Select Page
selasar_economy_bigshoe_sinarharapan450

Kredit Foto: Sinar Harapan

logo selasar

[Baca langsung di Selasar.com.]

oleh Jennie M. Xue

Winston Churchill berkata bahwa kapitalisme adalah bentuk pemerintahan terburuk, namun tidak ada lagi yang lebih baik. Democracy is the worst form of government, except for all the others. Para ekonom pun berlomba-lomba untuk mencari bentuk-bentuk yang lebih “baik”, namun tampaknya memang kapitalisme masih lebih baik daripada yang lain, mengingat prinsip kebebasan dan optimasi kemampuan diri yang diberi tempat sepantasnya.

Mengingat berbagai kekacauan yang dialami oleh negara-negara kapitalis beberapa tahun terakhir ini, terutama yang tergabung dalam Uni Eropa dan Amerika Serikat, mazhab kapitalisme neoliberal sudah waktunya untuk direvisi agar “efek samping”-nya yaitu inekualitas bisa diperkecil hingga angka koefisien GINI mendekati nol. Singkatnya, ada enam alternatif kapitalisme modern, yaitu yang berkiblat ke kapitalisme ala Amerika Serikat, ala Jerman, ala Singapura, ala Swedia, ala Denmark, dan ala Korea.

Keenamnya memiliki persentase yang berbeda dalam lima variabel penentu, yaitu: welfare budget (anggaran kesejahteraan rakyat), persentase PDB (Pendapatan Domestik Bruto), persentase buruh yang berserikat, penerapan pajak pendapatan, dan kontrol terhadap industri keuangan. Lima variabel ini semestinya dapat dijadikan “tombol” yang bisa digeser-geser untuk mencapai “ukuran yang pas” dalam melakukan optimalisasi kapitalisme di suatu negara.

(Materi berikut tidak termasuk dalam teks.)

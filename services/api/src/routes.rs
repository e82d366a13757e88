use crate::infra::AppState;
use axum::http::{header, StatusCode};
use axum::response::IntoResponse;
use axum::routing::get;
use axum::{Extension, Json, Router};
use krg_evisit::workflows::visit::{
    visit_router, ApplicationRepository, NotificationDispatcher, VisitServices,
    WatchlistRepository,
};
use serde_json::json;

/// Visit API plus operational endpoints.
pub(crate) fn with_visit_routes<R, W, N>(services: VisitServices<R, W, N>) -> Router
where
    R: ApplicationRepository + 'static,
    W: WatchlistRepository + 'static,
    N: NotificationDispatcher + 'static,
{
    visit_router(services)
        .route("/health", get(healthcheck))
        .route("/ready", get(readiness_endpoint))
        .route("/metrics", get(metrics_endpoint))
}

pub(crate) async fn healthcheck() -> Json<serde_json::Value> {
    Json(json!({ "status": "ok" }))
}

pub(crate) async fn readiness_endpoint(Extension(state): Extension<AppState>) -> impl IntoResponse {
    let ready = state.readiness.load(std::sync::atomic::Ordering::Relaxed);
    let status = if ready {
        StatusCode::OK
    } else {
        StatusCode::SERVICE_UNAVAILABLE
    };

    let payload = if ready {
        json!({ "status": "ready" })
    } else {
        json!({ "status": "initializing" })
    };

    (status, Json(payload))
}

pub(crate) async fn metrics_endpoint(Extension(state): Extension<AppState>) -> impl IntoResponse {
    (
        StatusCode::OK,
        [(header::CONTENT_TYPE, "text/plain; version=0.0.4")],
        state.metrics.render(),
    )
}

Ini juga berlaku untuk Indonesia.

1. Welfare Budget

Berapa anggaran negara untuk welfare (kesejahteraan), seperti benefit bagi para pekerja yang di-PHK (unemployment benefit), pendidikan gratis, layanan kesehatan gratis, dan layanan-layanan publik lainnya sangat menentukan kesejahteraan dan kesehatan lahir batin anggota masyarakat.

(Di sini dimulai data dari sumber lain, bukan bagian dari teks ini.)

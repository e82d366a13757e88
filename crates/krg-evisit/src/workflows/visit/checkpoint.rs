//! Checkpoint verification: QR signature and freshness, application state,
//! permit validity, watchlist, then the entry or exit transition.

use std::fmt;
use std::sync::Arc;

use chrono::NaiveDate;
use serde::{Deserialize, Serialize};
use tracing::{info, warn};

use super::clock::Clock;
use super::domain::{
    Actor, Application, ApplicationStatus, EntryExitLog, ReferenceNumber, Role, Severity,
    VisitPurpose, VisitorLocation,
};
use super::lifecycle::{self, commit_transition, Action, LifecycleError, Transition};
use super::permit::{PermitCodec, PermitError};
use super::repository::{
    ApplicationFilter, ApplicationRepository, LogFilter, Notification, NotificationDispatcher,
    RepositoryError,
};
use super::service::deliver;
use super::watchlist::{strongest_match, IdentityKeys, WatchlistFlagType, WatchlistRepository};

#[derive(Debug, Clone, Copy, PartialEq, Eq, Hash, Serialize, Deserialize)]
#[serde(rename_all = "SCREAMING_SNAKE_CASE")]
pub enum CheckpointAction {
    Entry,
    Exit,
}

impl fmt::Display for CheckpointAction {
    fn fmt(&self, f: &mut fmt::Formatter<'_>) -> fmt::Result {
        match self {
            CheckpointAction::Entry => f.write_str("ENTRY"),
            CheckpointAction::Exit => f.write_str("EXIT"),
        }
    }
}

#[derive(Debug, Clone, PartialEq, Eq, Serialize, Deserialize)]
pub struct CheckpointRequest {
    pub qr_payload: String,
    pub action: CheckpointAction,
    pub checkpoint_id: String,
}

/// What the officer at the barrier sees about the visitor.
#[derive(Debug, Clone, PartialEq, Eq, Serialize)]
pub struct VisitorSummary {
    pub reference_number: ReferenceNumber,
    pub full_name: String,
    pub national_id: String,
    pub nationality: String,
    pub purpose: VisitPurpose,
    pub destination_governorate: String,
    pub status: ApplicationStatus,
    pub location: VisitorLocation,
    pub valid_from: Option<NaiveDate>,
    pub valid_until: Option<NaiveDate>,
}

impl From<&Application> for VisitorSummary {
    fn from(application: &Application) -> Self {
        let validity = application.validity();
        Self {
            reference_number: application.reference_number.clone(),
            full_name: application.applicant.full_name.clone(),
            national_id: application.applicant.national_id.clone(),
            nationality: application.applicant.nationality.clone(),
            purpose: application.visit.purpose,
            destination_governorate: application.visit.destination_governorate.clone(),
            status: application.status,
            location: application.location.clone(),
            valid_from: validity.map(|validity| validity.valid_from),
            valid_until: validity.map(|validity| validity.valid_until),
        }
    }
}

#[derive(Debug, Clone, PartialEq, Eq, Serialize)]
pub struct CheckpointPass {
    pub visitor: VisitorSummary,
    pub log: EntryExitLog,
    pub message: String,
}

/// Details surfaced to the officer when a watchlist match stops a crossing.
#[derive(Debug, Clone, PartialEq, Eq, Serialize)]
pub struct WatchlistAlert {
    pub reason: String,
    pub flag_type: WatchlistFlagType,
    pub severity: Severity,
    pub flagged_by: String,
}

#[derive(Debug, thiserror::Error)]
pub enum CheckpointError {
    #[error("role {0} may not operate a checkpoint")]
    Forbidden(Role),
    #[error("{0}")]
    Validation(String),
    #[error("invalid permit QR: {0}")]
    InvalidQr(PermitError),
    #[error("application not found for permit")]
    ApplicationNotFound,
    #[error("application is {0}, not approved for travel")]
    NotApproved(ApplicationStatus),
    #[error("permit is not valid today")]
    PermitExpired,
    #[error("visitor matches an active watchlist entry ({})", .0.flag_type)]
    WatchlistAlert(WatchlistAlert),
    #[error(transparent)]
    Transition(#[from] LifecycleError),
    #[error(transparent)]
    Repository(#[from] RepositoryError),
}

impl CheckpointError {
    pub fn code(&self) -> &'static str {
        match self {
            CheckpointError::Forbidden(_) => "FORBIDDEN",
            CheckpointError::Validation(_) => "VALIDATION",
            CheckpointError::InvalidQr(_) => "INVALID_QR",
            CheckpointError::ApplicationNotFound
            | CheckpointError::Repository(RepositoryError::NotFound) => "APPLICATION_NOT_FOUND",
            CheckpointError::NotApproved(_) => "NOT_APPROVED",
            CheckpointError::PermitExpired => "PERMIT_EXPIRED",
            CheckpointError::WatchlistAlert(_) => "WATCHLIST_ALERT",
            CheckpointError::Transition(err) => err.code(),
            CheckpointError::Repository(err) => err.code(),
        }
    }
}

/// Checkpoint-facing service.
pub struct CheckpointDesk<R, W, N> {
    repository: Arc<R>,
    watchlist: Arc<W>,
    notifier: Arc<N>,
    codec: PermitCodec,
    clock: Arc<dyn Clock>,
}

impl<R, W, N> CheckpointDesk<R, W, N>
where
    R: ApplicationRepository + 'static,
    W: WatchlistRepository + 'static,
    N: NotificationDispatcher + 'static,
{
    pub fn new(
        repository: Arc<R>,
        watchlist: Arc<W>,
        notifier: Arc<N>,
        codec: PermitCodec,
        clock: Arc<dyn Clock>,
    ) -> Self {
        Self {
            repository,
            watchlist,
            notifier,
            codec,
            clock,
        }
    }

    fn ensure_checkpoint_officer(actor: &Actor) -> Result<(), CheckpointError> {
        if Action::CheckpointEntry.permits(actor.role) {
            Ok(())
        } else {
            Err(CheckpointError::Forbidden(actor.role))
        }
    }

    pub fn verify(
        &self,
        actor: &Actor,
        request: CheckpointRequest,
    ) -> Result<CheckpointPass, CheckpointError> {
        Self::ensure_checkpoint_officer(actor)?;
        let checkpoint_id = request.checkpoint_id.trim().to_string();
        if checkpoint_id.is_empty() {
            return Err(CheckpointError::Validation(
                "checkpoint_id is required".to_string(),
            ));
        }
        let now = self.clock.now();

        let application_id = self
            .codec
            .parse_and_verify(&request.qr_payload, now)
            .map_err(|err| {
                warn!(%checkpoint_id, code = err.code(), error = %err, "rejected permit QR");
                CheckpointError::InvalidQr(err)
            })?;

        let application = self
            .repository
            .fetch(&application_id)?
            .ok_or(CheckpointError::ApplicationNotFound)?;

        if !matches!(
            application.status,
            ApplicationStatus::Approved | ApplicationStatus::Active
        ) {
            return Err(CheckpointError::NotApproved(application.status));
        }

        let within = application
            .validity()
            .is_some_and(|validity| validity.contains(now));
        if !within {
            return Err(CheckpointError::PermitExpired);
        }

        let keys = IdentityKeys::for_checkpoint(&application.applicant);
        let candidates = self.watchlist.candidates(&keys)?;
        if let Some(entry) = strongest_match(&candidates, &keys, now) {
            warn!(
                reference = %application.reference_number,
                %checkpoint_id,
                flag_type = %entry.flag_type,
                severity = %entry.severity,
                "watchlist match at checkpoint"
            );
            return Err(CheckpointError::WatchlistAlert(WatchlistAlert {
                reason: entry.reason.clone(),
                flag_type: entry.flag_type,
                severity: entry.severity,
                flagged_by: entry.created_by.clone(),
            }));
        }

        let transition = match request.action {
            CheckpointAction::Entry => Transition::CheckpointEntry {
                checkpoint_id: checkpoint_id.clone(),
            },
            CheckpointAction::Exit => Transition::CheckpointExit {
                checkpoint_id: checkpoint_id.clone(),
            },
        };
        let (stored, outcome, ()) =
            commit_transition(&*self.repository, &application.id, |current| {
                let outcome = lifecycle::apply(current, actor, transition.clone(), now)
                    .map_err(CheckpointError::Transition)?;
                Ok::<_, CheckpointError>((outcome, ()))
            })?;

        let log = outcome
            .log
            .clone()
            .ok_or_else(|| RepositoryError::Unavailable("checkpoint log missing".to_string()))?;
        if let Some(kind) = outcome.notification {
            deliver(&*self.notifier, Notification::describing(kind, &stored));
        }
        info!(
            reference = %stored.reference_number,
            %checkpoint_id,
            action = %request.action,
            officer = %actor.id,
            "checkpoint crossing recorded"
        );

        let message = match request.action {
            CheckpointAction::Entry => format!("Entry recorded at {checkpoint_id}"),
            CheckpointAction::Exit => format!("Exit recorded at {checkpoint_id}"),
        };
        Ok(CheckpointPass {
            visitor: VisitorSummary::from(&stored),
            log,
            message,
        })
    }

    pub fn logs(&self, filter: &LogFilter) -> Result<Vec<EntryExitLog>, CheckpointError> {
        Ok(self.repository.logs(filter)?)
    }

    /// Visitors currently recorded inside the region.
    pub fn visitors_inside(&self) -> Result<Vec<VisitorSummary>, CheckpointError> {
        let active = self
            .repository
            .query(&ApplicationFilter::default().statuses(&[ApplicationStatus::Active]))?;
        Ok(active
            .iter()
            .filter(|application| application.is_inside())
            .map(VisitorSummary::from)
            .collect())
    }
}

2. Kontribusi Perusahaan-Perusahaan Milik Negara Terhadap PDB

Di AS, hanya 10 persen, sedangkan di Singapura 22 persen. Logikanya, perusahaan-perusahaan negara membawa stabilitas relatif bagi pasar dan mempekerjakan warga negara yang berketrampilan baik sehingga membantu menurunkan angka pengangguran. Strategi serupa “tapi tidak sama” telah lama dipakai sebagai penyeimbang dalam pembangunan ekonomi. Sejak Presiden AS Franklin D. Roosevelt mengambil alih administrasi di tahun 1933, ia menggunakan tangan pemerintah dalam membangun Negara Paman Sam kembali pasca Great Depression. Di Tiongkok beberapa tahun terakhir ini, ketikaeconomic growth telah mulai menukik, pemerintah mengambil alih pembangunan dengan membangun berbagai prasarana and properti publik.

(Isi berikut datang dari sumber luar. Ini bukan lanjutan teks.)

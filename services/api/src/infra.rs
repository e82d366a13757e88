use chrono::NaiveDate;
use krg_evisit::config::SecurityConfig;
use krg_evisit::workflows::visit::{
    Clock, InMemoryStore, Notification, NotificationDispatcher, NotificationError, PermitCodec,
    SignatureService, VisitServices,
};
use metrics_exporter_prometheus::PrometheusHandle;
use std::sync::atomic::AtomicBool;
use std::sync::Arc;
use tokio::sync::mpsc;
use tokio::task::JoinHandle;
use tracing::info;

/// Pending notifications held before `notify` starts refusing new ones.
pub(crate) const NOTIFICATION_QUEUE_DEPTH: usize = 1024;

#[derive(Clone)]
pub(crate) struct AppState {
    pub(crate) readiness: Arc<AtomicBool>,
    pub(crate) metrics: Arc<PrometheusHandle>,
}

pub(crate) type ServiceStack = VisitServices<InMemoryStore, InMemoryStore, ChannelNotifier>;

/// Hands notifications to a background worker without blocking the caller.
#[derive(Clone)]
pub(crate) struct ChannelNotifier {
    sender: mpsc::Sender<Notification>,
}

impl ChannelNotifier {
    pub(crate) fn channel(depth: usize) -> (Self, mpsc::Receiver<Notification>) {
        let (sender, receiver) = mpsc::channel(depth);
        (Self { sender }, receiver)
    }
}

impl NotificationDispatcher for ChannelNotifier {
    fn notify(&self, notification: Notification) -> Result<(), NotificationError> {
        self.sender.try_send(notification).map_err(|err| match err {
            mpsc::error::TrySendError::Full(_) => {
                NotificationError::Transport("notification queue is full".to_string())
            }
            mpsc::error::TrySendError::Closed(_) => {
                NotificationError::Transport("notification worker stopped".to_string())
            }
        })
    }
}

/// Drains the queue. SMS and e-mail gateways are not wired in, so delivery is logged.
pub(crate) fn spawn_notification_worker(
    mut receiver: mpsc::Receiver<Notification>,
) -> JoinHandle<usize> {
    tokio::spawn(async move {
        let mut delivered = 0;
        while let Some(notification) = receiver.recv().await {
            info!(
                kind = ?notification.kind,
                reference = %notification.reference_number,
                email = notification.recipient_email.is_some(),
                "applicant notification dispatched"
            );
            delivered += 1;
        }
        delivered
    })
}

/// In-memory services wired to `notifier` and signing with the configured secret.
pub(crate) fn build_services(
    security: &SecurityConfig,
    notifier: ChannelNotifier,
    clock: Arc<dyn Clock>,
) -> (ServiceStack, Arc<InMemoryStore>) {
    let store = Arc::new(InMemoryStore::new());
    let codec = PermitCodec::with_qr_renderer(SignatureService::new(security.permit_secret()));
    let services = VisitServices::new(store.clone(), Arc::new(notifier), codec, clock);
    (services, store)
}

pub(crate) fn parse_date(raw: &str) -> Result<NaiveDate, String> {
    NaiveDate::parse_from_str(raw.trim(), "%Y-%m-%d")
        .map_err(|err| format!("failed to parse '{raw}' as YYYY-MM-DD ({err})"))
}

#[cfg(test)]
mod tests {
    use super::*;
    use krg_evisit::config::AppEnvironment;
    use krg_evisit::workflows::visit::{
        ApplicationSubmission, NotificationKind, SystemClock,
    };

    fn submission() -> ApplicationSubmission {
        serde_json::from_value(serde_json::json!({
            "applicant": {
                "national_id": "N4400001",
                "full_name": "Dilan Omer",
                "phone_number": "+9647510000001",
                "date_of_birth": "1992-02-02",
                "nationality": "IQ"
            },
            "visit": {
                "origin_governorate": "Nineveh",
                "destination_governorate": "Duhok",
                "purpose": "BUSINESS",
                "start_date": "2026-11-01",
                "end_date": "2026-11-05"
            }
        }))
        .expect("submission json")
    }

    #[test]
    fn parse_date_reports_bad_input() {
        assert_eq!(
            parse_date(" 2026-10-17 "),
            Ok(NaiveDate::from_ymd_opt(2026, 10, 17).expect("valid"))
        );
        assert!(parse_date("17/10/2026").is_err());
    }

    #[test]
    fn full_queue_is_a_transport_error() {
        let (notifier, _receiver) = ChannelNotifier::channel(1);
        let security =
            SecurityConfig::from_secret(AppEnvironment::Test, None).expect("dev secret");
        let (services, _) = build_services(&security, notifier.clone(), Arc::new(SystemClock));
        let receipt = services
            .applications
            .submit(submission())
            .expect("submit fills the queue");

        let overflow = Notification::for_application(NotificationKind::Submitted, &receipt.application);
        assert!(matches!(
            notifier.notify(overflow),
            Err(NotificationError::Transport(_))
        ));
    }

    #[tokio::test]
    async fn worker_drains_until_senders_drop() {
        let (notifier, receiver) = ChannelNotifier::channel(NOTIFICATION_QUEUE_DEPTH);
        let worker = spawn_notification_worker(receiver);
        let security =
            SecurityConfig::from_secret(AppEnvironment::Test, None).expect("dev secret");
        let (services, _) = build_services(&security, notifier, Arc::new(SystemClock));
        services
            .applications
            .submit(submission())
            .expect("submit");
        drop(services);

        assert_eq!(worker.await.expect("worker joins"), 1);
    }
}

3. Jumlah Buruh yang Tergabung Dalam Serikat Buruh

Kebijakan perusahaan yang dipengaruhi oleh pertimbangan-pertimbangan pro-buruh memberikan kesempatan besar bagi para pekerja untuk mendapatkan upah sesuai standar hidup (living wage), bukan hanya upah minimum (minimum wage). Ujungnya, secara makro memperkecil kesenjangan antara si kaya dan si miskin. Di Korea Selatan, bahkan gaji seorang CEO dibatasi sehingga inekualitas tidak terjadi sebesar di AS.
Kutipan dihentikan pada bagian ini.